TASK INSTRUCTIONS
Which lines have the string "OsRng"? Copy all of them from the entries below.

LISTED RECORDS
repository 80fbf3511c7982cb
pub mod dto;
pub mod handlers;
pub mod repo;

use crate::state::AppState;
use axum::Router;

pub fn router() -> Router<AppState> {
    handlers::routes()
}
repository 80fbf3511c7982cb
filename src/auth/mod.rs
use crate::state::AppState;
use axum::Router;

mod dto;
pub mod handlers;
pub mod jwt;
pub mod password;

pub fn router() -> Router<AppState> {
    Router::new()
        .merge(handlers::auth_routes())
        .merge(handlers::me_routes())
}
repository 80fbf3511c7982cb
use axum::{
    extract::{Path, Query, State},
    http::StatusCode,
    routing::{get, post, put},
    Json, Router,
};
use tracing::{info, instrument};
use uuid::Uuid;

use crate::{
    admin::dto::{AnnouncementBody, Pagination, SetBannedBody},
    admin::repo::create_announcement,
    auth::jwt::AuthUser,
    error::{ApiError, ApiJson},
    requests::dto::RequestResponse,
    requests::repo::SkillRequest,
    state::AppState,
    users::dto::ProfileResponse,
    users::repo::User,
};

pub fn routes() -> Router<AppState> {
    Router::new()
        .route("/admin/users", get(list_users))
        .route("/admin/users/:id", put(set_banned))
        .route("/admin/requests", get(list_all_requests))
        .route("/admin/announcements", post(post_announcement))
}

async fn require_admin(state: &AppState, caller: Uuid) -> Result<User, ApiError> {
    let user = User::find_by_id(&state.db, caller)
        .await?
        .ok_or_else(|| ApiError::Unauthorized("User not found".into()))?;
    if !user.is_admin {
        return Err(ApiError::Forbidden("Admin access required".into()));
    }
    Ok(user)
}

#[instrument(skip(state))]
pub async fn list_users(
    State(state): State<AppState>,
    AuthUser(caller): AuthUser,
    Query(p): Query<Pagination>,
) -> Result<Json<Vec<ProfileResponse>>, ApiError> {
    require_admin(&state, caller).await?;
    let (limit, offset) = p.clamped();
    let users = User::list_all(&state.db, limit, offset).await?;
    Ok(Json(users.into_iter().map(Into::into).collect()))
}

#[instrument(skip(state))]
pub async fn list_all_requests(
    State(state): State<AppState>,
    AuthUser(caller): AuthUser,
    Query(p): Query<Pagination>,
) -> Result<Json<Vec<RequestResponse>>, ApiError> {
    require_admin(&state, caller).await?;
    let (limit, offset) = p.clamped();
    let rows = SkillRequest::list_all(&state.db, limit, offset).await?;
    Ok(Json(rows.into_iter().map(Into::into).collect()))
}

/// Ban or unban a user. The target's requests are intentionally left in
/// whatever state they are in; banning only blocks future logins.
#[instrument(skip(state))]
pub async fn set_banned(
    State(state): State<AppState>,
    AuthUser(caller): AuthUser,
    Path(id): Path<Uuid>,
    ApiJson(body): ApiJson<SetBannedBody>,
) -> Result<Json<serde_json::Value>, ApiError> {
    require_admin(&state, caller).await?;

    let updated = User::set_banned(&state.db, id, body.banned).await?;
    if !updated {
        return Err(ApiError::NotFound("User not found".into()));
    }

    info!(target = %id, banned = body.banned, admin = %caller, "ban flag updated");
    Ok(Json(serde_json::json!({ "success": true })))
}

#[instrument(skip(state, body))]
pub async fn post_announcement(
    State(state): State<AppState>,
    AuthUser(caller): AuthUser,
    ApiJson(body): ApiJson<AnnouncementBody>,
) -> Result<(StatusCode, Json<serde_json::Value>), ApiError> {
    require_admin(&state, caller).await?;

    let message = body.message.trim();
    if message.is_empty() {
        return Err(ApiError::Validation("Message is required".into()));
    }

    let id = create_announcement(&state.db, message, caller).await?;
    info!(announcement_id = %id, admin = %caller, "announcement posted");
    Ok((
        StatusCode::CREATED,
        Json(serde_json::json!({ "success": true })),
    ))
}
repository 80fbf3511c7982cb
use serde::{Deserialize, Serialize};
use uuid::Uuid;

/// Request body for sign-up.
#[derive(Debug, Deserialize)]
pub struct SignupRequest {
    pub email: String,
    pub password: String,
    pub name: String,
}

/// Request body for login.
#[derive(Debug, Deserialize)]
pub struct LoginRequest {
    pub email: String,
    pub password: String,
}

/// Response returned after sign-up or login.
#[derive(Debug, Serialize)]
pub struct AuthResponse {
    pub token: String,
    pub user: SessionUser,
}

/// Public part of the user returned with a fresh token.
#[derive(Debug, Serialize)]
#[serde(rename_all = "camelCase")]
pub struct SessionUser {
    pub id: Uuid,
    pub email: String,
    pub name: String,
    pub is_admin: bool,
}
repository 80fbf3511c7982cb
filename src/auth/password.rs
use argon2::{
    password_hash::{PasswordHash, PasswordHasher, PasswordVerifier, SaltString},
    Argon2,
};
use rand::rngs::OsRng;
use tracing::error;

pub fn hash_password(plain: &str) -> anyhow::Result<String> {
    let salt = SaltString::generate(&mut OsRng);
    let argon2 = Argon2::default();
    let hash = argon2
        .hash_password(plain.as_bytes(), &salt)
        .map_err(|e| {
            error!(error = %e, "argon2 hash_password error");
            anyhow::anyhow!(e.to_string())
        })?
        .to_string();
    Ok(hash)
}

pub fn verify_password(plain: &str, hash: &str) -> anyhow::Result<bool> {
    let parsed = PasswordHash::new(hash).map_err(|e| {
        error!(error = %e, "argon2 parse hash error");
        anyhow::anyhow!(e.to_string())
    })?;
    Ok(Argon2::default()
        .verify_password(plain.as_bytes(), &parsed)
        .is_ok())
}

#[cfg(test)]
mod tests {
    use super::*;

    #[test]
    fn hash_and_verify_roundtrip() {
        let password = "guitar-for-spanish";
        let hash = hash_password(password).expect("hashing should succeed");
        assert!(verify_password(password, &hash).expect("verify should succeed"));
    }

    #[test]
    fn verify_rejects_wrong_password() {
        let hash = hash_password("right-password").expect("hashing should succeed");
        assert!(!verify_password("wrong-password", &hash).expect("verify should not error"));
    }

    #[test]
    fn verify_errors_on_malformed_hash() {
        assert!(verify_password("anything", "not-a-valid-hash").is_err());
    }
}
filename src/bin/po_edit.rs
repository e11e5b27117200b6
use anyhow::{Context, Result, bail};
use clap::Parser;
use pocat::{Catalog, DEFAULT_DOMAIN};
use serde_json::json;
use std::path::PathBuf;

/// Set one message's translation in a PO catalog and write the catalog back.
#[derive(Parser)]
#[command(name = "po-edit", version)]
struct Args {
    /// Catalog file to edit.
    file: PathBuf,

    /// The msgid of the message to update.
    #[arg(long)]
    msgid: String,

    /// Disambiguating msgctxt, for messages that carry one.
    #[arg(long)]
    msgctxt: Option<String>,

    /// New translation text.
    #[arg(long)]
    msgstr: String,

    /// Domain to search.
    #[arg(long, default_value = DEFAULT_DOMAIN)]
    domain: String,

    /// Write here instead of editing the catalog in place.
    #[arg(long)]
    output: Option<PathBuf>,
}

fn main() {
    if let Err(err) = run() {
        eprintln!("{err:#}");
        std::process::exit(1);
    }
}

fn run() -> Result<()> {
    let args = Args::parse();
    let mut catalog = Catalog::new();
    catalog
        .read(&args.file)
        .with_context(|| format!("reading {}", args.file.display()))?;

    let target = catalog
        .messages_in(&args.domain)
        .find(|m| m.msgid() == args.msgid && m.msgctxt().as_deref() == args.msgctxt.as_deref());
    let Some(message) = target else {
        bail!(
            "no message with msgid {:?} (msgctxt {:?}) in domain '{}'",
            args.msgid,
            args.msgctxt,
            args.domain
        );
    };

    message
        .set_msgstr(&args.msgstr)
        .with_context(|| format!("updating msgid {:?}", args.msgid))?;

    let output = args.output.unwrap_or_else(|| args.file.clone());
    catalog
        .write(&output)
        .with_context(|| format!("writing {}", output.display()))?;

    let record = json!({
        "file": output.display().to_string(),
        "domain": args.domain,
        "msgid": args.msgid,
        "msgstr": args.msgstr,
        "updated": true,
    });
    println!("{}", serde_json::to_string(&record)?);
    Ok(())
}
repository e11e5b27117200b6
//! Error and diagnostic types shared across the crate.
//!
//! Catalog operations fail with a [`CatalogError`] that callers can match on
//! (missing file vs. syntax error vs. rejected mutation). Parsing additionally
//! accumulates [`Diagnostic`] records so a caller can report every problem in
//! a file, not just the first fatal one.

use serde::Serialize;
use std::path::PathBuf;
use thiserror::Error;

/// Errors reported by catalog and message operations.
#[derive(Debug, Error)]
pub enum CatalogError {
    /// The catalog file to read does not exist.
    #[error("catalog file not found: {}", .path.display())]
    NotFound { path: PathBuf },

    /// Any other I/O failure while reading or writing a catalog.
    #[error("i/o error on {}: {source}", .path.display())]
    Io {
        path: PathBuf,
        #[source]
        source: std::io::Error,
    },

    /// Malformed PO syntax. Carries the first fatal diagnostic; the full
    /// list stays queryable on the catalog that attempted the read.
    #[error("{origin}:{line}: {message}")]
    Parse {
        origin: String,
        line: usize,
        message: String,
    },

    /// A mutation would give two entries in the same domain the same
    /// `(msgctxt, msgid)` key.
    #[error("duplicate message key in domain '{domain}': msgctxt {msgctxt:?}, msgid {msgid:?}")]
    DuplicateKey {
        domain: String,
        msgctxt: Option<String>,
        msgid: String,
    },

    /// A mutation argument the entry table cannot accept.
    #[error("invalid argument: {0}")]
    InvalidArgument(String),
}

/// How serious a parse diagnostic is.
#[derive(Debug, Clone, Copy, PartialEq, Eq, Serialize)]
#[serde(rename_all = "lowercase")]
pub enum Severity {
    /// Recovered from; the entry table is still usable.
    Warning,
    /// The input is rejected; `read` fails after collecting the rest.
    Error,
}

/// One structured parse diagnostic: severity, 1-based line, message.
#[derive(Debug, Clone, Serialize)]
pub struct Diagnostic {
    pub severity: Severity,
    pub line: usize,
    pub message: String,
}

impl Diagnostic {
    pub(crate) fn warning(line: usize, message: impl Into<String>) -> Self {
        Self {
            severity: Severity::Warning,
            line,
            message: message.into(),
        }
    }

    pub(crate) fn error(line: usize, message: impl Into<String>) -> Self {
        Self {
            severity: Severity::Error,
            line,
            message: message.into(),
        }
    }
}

EXPECTED ANSWER
use rand::rngs::OsRng;
    let salt = SaltString::generate(&mut OsRng);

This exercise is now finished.